═════ Provided records
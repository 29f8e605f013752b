//! # adgen-studio
//!
//! Client for the AdGen advertisement generation backend.
//!
//! The backend owns runs and their execution; this crate submits new runs,
//! lists and inspects existing ones, and renders their status and generated
//! assets. Views are split the same way a browser front-end would split
//! them: `state` holds plain view models, `pages` wires them to the network
//! and to periodic refresh, and `components` renders them as terminal text.

pub mod app;
pub mod components;
pub mod config;
pub mod net;
pub mod pages;
pub mod state;
pub mod util;
//! Screens: each page owns its view state, talks to the backend through
//! [`RunsApi`](crate::net::types::RunsApi) and, when mounted, refreshes on a
//! timer until torn down.

pub mod new_run;
pub mod run_detail;
pub mod runs;

#[cfg(test)]
pub(crate) mod test_helpers;

use std::sync::atomic::{AtomicBool, Ordering};
use std::sync::{Arc, Mutex, MutexGuard, PoisonError};

use crate::util::poll::PollHandle;

/// A mounted page. Dropping it stops polling and suppresses renders from
/// requests that were still in flight.
#[derive(Debug)]
pub struct Mounted {
    _poll: PollHandle,
    mounted: Arc<AtomicBool>,
}

impl Mounted {
    pub(crate) fn new(poll: PollHandle, mounted: Arc<AtomicBool>) -> Self {
        Self { _poll: poll, mounted }
    }

    /// Tear the page down. Equivalent to dropping it.
    pub fn unmount(self) {}
}

impl Drop for Mounted {
    fn drop(&mut self) {
        self.mounted.store(false, Ordering::SeqCst);
    }
}

pub(crate) fn lock<T>(mutex: &Mutex<T>) -> MutexGuard<'_, T> {
    mutex.lock().unwrap_or_else(PoisonError::into_inner)
}
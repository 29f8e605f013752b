//! Client configuration parsed from environment variables.

use std::time::Duration;

pub const DEFAULT_API_URL: &str = "http://127.0.0.1:8000";
pub const DEFAULT_REQUEST_TIMEOUT_SECS: u64 = 30;
pub const DEFAULT_CONNECT_TIMEOUT_SECS: u64 = 10;
pub const DEFAULT_LIST_POLL_MS: u64 = 5_000;
pub const DEFAULT_DETAIL_POLL_MS: u64 = 3_000;
pub const DEFAULT_TOAST_MS: u64 = 5_000;
pub const DEFAULT_RECIPE_PATH: &str = "recipes/beverage.json";

/// Errors raised while building a [`ClientConfig`].
#[derive(Debug, thiserror::Error)]
pub enum ConfigError {
    #[error("invalid API URL '{0}': expected an absolute http or https URL")]
    InvalidApiUrl(String),
}

#[derive(Debug, Clone, Copy, PartialEq, Eq)]
pub struct Timeouts {
    pub request_secs: u64,
    pub connect_secs: u64,
}

/// Refresh periods for the polling views.
#[derive(Debug, Clone, Copy, PartialEq, Eq)]
pub struct PollIntervals {
    pub list_ms: u64,
    pub detail_ms: u64,
}

impl PollIntervals {
    pub fn list(&self) -> Duration {
        Duration::from_millis(self.list_ms)
    }

    pub fn detail(&self) -> Duration {
        Duration::from_millis(self.detail_ms)
    }
}

#[derive(Debug, Clone, PartialEq, Eq)]
pub struct ClientConfig {
    pub api_url: String,
    pub timeouts: Timeouts,
    pub poll: PollIntervals,
    pub toast_ms: u64,
}

impl Default for ClientConfig {
    fn default() -> Self {
        Self {
            api_url: DEFAULT_API_URL.to_owned(),
            timeouts: Timeouts {
                request_secs: DEFAULT_REQUEST_TIMEOUT_SECS,
                connect_secs: DEFAULT_CONNECT_TIMEOUT_SECS,
            },
            poll: PollIntervals { list_ms: DEFAULT_LIST_POLL_MS, detail_ms: DEFAULT_DETAIL_POLL_MS },
            toast_ms: DEFAULT_TOAST_MS,
        }
    }
}

impl ClientConfig {
    /// Build typed client config from environment variables.
    ///
    /// Optional:
    /// - `ADGEN_API_URL`: backend base URL, default `http://127.0.0.1:8000`
    /// - `ADGEN_REQUEST_TIMEOUT_SECS`: default 30
    /// - `ADGEN_CONNECT_TIMEOUT_SECS`: default 10
    /// - `ADGEN_LIST_POLL_MS`: default 5000
    /// - `ADGEN_DETAIL_POLL_MS`: default 3000
    /// - `ADGEN_TOAST_MS`: default 5000
    ///
    /// Numbers that fail to parse, or are zero, fall back to their default.
    pub fn from_env() -> Result<Self, ConfigError> {
        let api_url = normalize_api_url(
            &std::env::var("ADGEN_API_URL").unwrap_or_else(|_| DEFAULT_API_URL.to_owned()),
        )?;
        let timeouts = Timeouts {
            request_secs: env_parse_u64("ADGEN_REQUEST_TIMEOUT_SECS", DEFAULT_REQUEST_TIMEOUT_SECS),
            connect_secs: env_parse_u64("ADGEN_CONNECT_TIMEOUT_SECS", DEFAULT_CONNECT_TIMEOUT_SECS),
        };
        let poll = PollIntervals {
            list_ms: env_parse_u64("ADGEN_LIST_POLL_MS", DEFAULT_LIST_POLL_MS),
            detail_ms: env_parse_u64("ADGEN_DETAIL_POLL_MS", DEFAULT_DETAIL_POLL_MS),
        };
        let toast_ms = env_parse_u64("ADGEN_TOAST_MS", DEFAULT_TOAST_MS);

        Ok(Self { api_url, timeouts, poll, toast_ms })
    }

    /// Replace the base URL, applying the same validation as `from_env`.
    pub fn with_api_url(mut self, raw: &str) -> Result<Self, ConfigError> {
        self.api_url = normalize_api_url(raw)?;
        Ok(self)
    }

    pub fn toast_ttl(&self) -> Duration {
        Duration::from_millis(self.toast_ms)
    }
}

fn normalize_api_url(raw: &str) -> Result<String, ConfigError> {
    let trimmed = raw.trim().trim_end_matches('/');
    match reqwest::Url::parse(trimmed) {
        Ok(url) if matches!(url.scheme(), "http" | "https") && url.has_host() => Ok(trimmed.to_owned()),
        _ => Err(ConfigError::InvalidApiUrl(raw.to_owned())),
    }
}

fn env_parse_u64(key: &str, default: u64) -> u64 {
    std::env::var(key)
        .ok()
        .and_then(|v| v.trim().parse::<u64>().ok())
        .filter(|v| *v > 0)
        .unwrap_or(default)
}

#[cfg(test)]
#[path = "config_test.rs"]
mod tests;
══════════
▶ Instructions for the task: Every line of data must be returned unchanged.

▶ Solution:
repository 29f8e605f013752b
//! # adgen-studio
//!
//! Client for the AdGen advertisement generation backend.
//!
//! The backend owns runs and their execution; this crate submits new runs,
//! lists and inspects existing ones, and renders their status and generated
//! assets. Views are split the same way a browser front-end would split
//! them: `state` holds plain view models, `pages` wires them to the network
//! and to periodic refresh, and `components` renders them as terminal text.

pub mod app;
pub mod components;
pub mod config;
pub mod net;
pub mod pages;
pub mod state;
pub mod util;
//! Screens: each page owns its view state, talks to the backend through
//! [`RunsApi`](crate::net::types::RunsApi) and, when mounted, refreshes on a
//! timer until torn down.

pub mod new_run;
pub mod run_detail;
pub mod runs;

#[cfg(test)]
pub(crate) mod test_helpers;

use std::sync::atomic::{AtomicBool, Ordering};
use std::sync::{Arc, Mutex, MutexGuard, PoisonError};

use crate::util::poll::PollHandle;

/// A mounted page. Dropping it stops polling and suppresses renders from
/// requests that were still in flight.
#[derive(Debug)]
pub struct Mounted {
    _poll: PollHandle,
    mounted: Arc<AtomicBool>,
}

impl Mounted {
    pub(crate) fn new(poll: PollHandle, mounted: Arc<AtomicBool>) -> Self {
        Self { _poll: poll, mounted }
    }

    /// Tear the page down. Equivalent to dropping it.
    pub fn unmount(self) {}
}

impl Drop for Mounted {
    fn drop(&mut self) {
        self.mounted.store(false, Ordering::SeqCst);
    }
}

pub(crate) fn lock<T>(mutex: &Mutex<T>) -> MutexGuard<'_, T> {
    mutex.lock().unwrap_or_else(PoisonError::into_inner)
}
repository 29f8e605f013752b
//! Client configuration parsed from environment variables.

use std::time::Duration;

pub const DEFAULT_API_URL: &str = "http://127.0.0.1:8000";
pub const DEFAULT_REQUEST_TIMEOUT_SECS: u64 = 30;
pub const DEFAULT_CONNECT_TIMEOUT_SECS: u64 = 10;
pub const DEFAULT_LIST_POLL_MS: u64 = 5_000;
pub const DEFAULT_DETAIL_POLL_MS: u64 = 3_000;
pub const DEFAULT_TOAST_MS: u64 = 5_000;
pub const DEFAULT_RECIPE_PATH: &str = "recipes/beverage.json";

/// Errors raised while building a [`ClientConfig`].
#[derive(Debug, thiserror::Error)]
pub enum ConfigError {
    #[error("invalid API URL '{0}': expected an absolute http or https URL")]
    InvalidApiUrl(String),
}

#[derive(Debug, Clone, Copy, PartialEq, Eq)]
pub struct Timeouts {
    pub request_secs: u64,
    pub connect_secs: u64,
}

/// Refresh periods for the polling views.
#[derive(Debug, Clone, Copy, PartialEq, Eq)]
pub struct PollIntervals {
    pub list_ms: u64,
    pub detail_ms: u64,
}

impl PollIntervals {
    pub fn list(&self) -> Duration {
        Duration::from_millis(self.list_ms)
    }

    pub fn detail(&self) -> Duration {
        Duration::from_millis(self.detail_ms)
    }
}

#[derive(Debug, Clone, PartialEq, Eq)]
pub struct ClientConfig {
    pub api_url: String,
    pub timeouts: Timeouts,
    pub poll: PollIntervals,
    pub toast_ms: u64,
}

impl Default for ClientConfig {
    fn default() -> Self {
        Self {
            api_url: DEFAULT_API_URL.to_owned(),
            timeouts: Timeouts {
                request_secs: DEFAULT_REQUEST_TIMEOUT_SECS,
                connect_secs: DEFAULT_CONNECT_TIMEOUT_SECS,
            },
            poll: PollIntervals { list_ms: DEFAULT_LIST_POLL_MS, detail_ms: DEFAULT_DETAIL_POLL_MS },
            toast_ms: DEFAULT_TOAST_MS,
        }
    }
}

impl ClientConfig {
    /// Build typed client config from environment variables.
    ///
    /// Optional:
    /// - `ADGEN_API_URL`: backend base URL, default `http://127.0.0.1:8000`
    /// - `ADGEN_REQUEST_TIMEOUT_SECS`: default 30
    /// - `ADGEN_CONNECT_TIMEOUT_SECS`: default 10
    /// - `ADGEN_LIST_POLL_MS`: default 5000
    /// - `ADGEN_DETAIL_POLL_MS`: default 3000
    /// - `ADGEN_TOAST_MS`: default 5000
    ///
    /// Numbers that fail to parse, or are zero, fall back to their default.
    pub fn from_env() -> Result<Self, ConfigError> {
        let api_url = normalize_api_url(
            &std::env::var("ADGEN_API_URL").unwrap_or_else(|_| DEFAULT_API_URL.to_owned()),
        )?;
        let timeouts = Timeouts {
            request_secs: env_parse_u64("ADGEN_REQUEST_TIMEOUT_SECS", DEFAULT_REQUEST_TIMEOUT_SECS),
            connect_secs: env_parse_u64("ADGEN_CONNECT_TIMEOUT_SECS", DEFAULT_CONNECT_TIMEOUT_SECS),
        };
        let poll = PollIntervals {
            list_ms: env_parse_u64("ADGEN_LIST_POLL_MS", DEFAULT_LIST_POLL_MS),
            detail_ms: env_parse_u64("ADGEN_DETAIL_POLL_MS", DEFAULT_DETAIL_POLL_MS),
        };
        let toast_ms = env_parse_u64("ADGEN_TOAST_MS", DEFAULT_TOAST_MS);

        Ok(Self { api_url, timeouts, poll, toast_ms })
    }

    /// Replace the base URL, applying the same validation as `from_env`.
    pub fn with_api_url(mut self, raw: &str) -> Result<Self, ConfigError> {
        self.api_url = normalize_api_url(raw)?;
        Ok(self)
    }

    pub fn toast_ttl(&self) -> Duration {
        Duration::from_millis(self.toast_ms)
    }
}

fn normalize_api_url(raw: &str) -> Result<String, ConfigError> {
    let trimmed = raw.trim().trim_end_matches('/');
    match reqwest::Url::parse(trimmed) {
        Ok(url) if matches!(url.scheme(), "http" | "https") && url.has_host() => Ok(trimmed.to_owned()),
        _ => Err(ConfigError::InvalidApiUrl(raw.to_owned())),
    }
}

fn env_parse_u64(key: &str, default: u64) -> u64 {
    std::env::var(key)
        .ok()
        .and_then(|v| v.trim().parse::<u64>().ok())
        .filter(|v| *v > 0)
        .unwrap_or(default)
}

#[cfg(test)]
#[path = "config_test.rs"]
mod tests;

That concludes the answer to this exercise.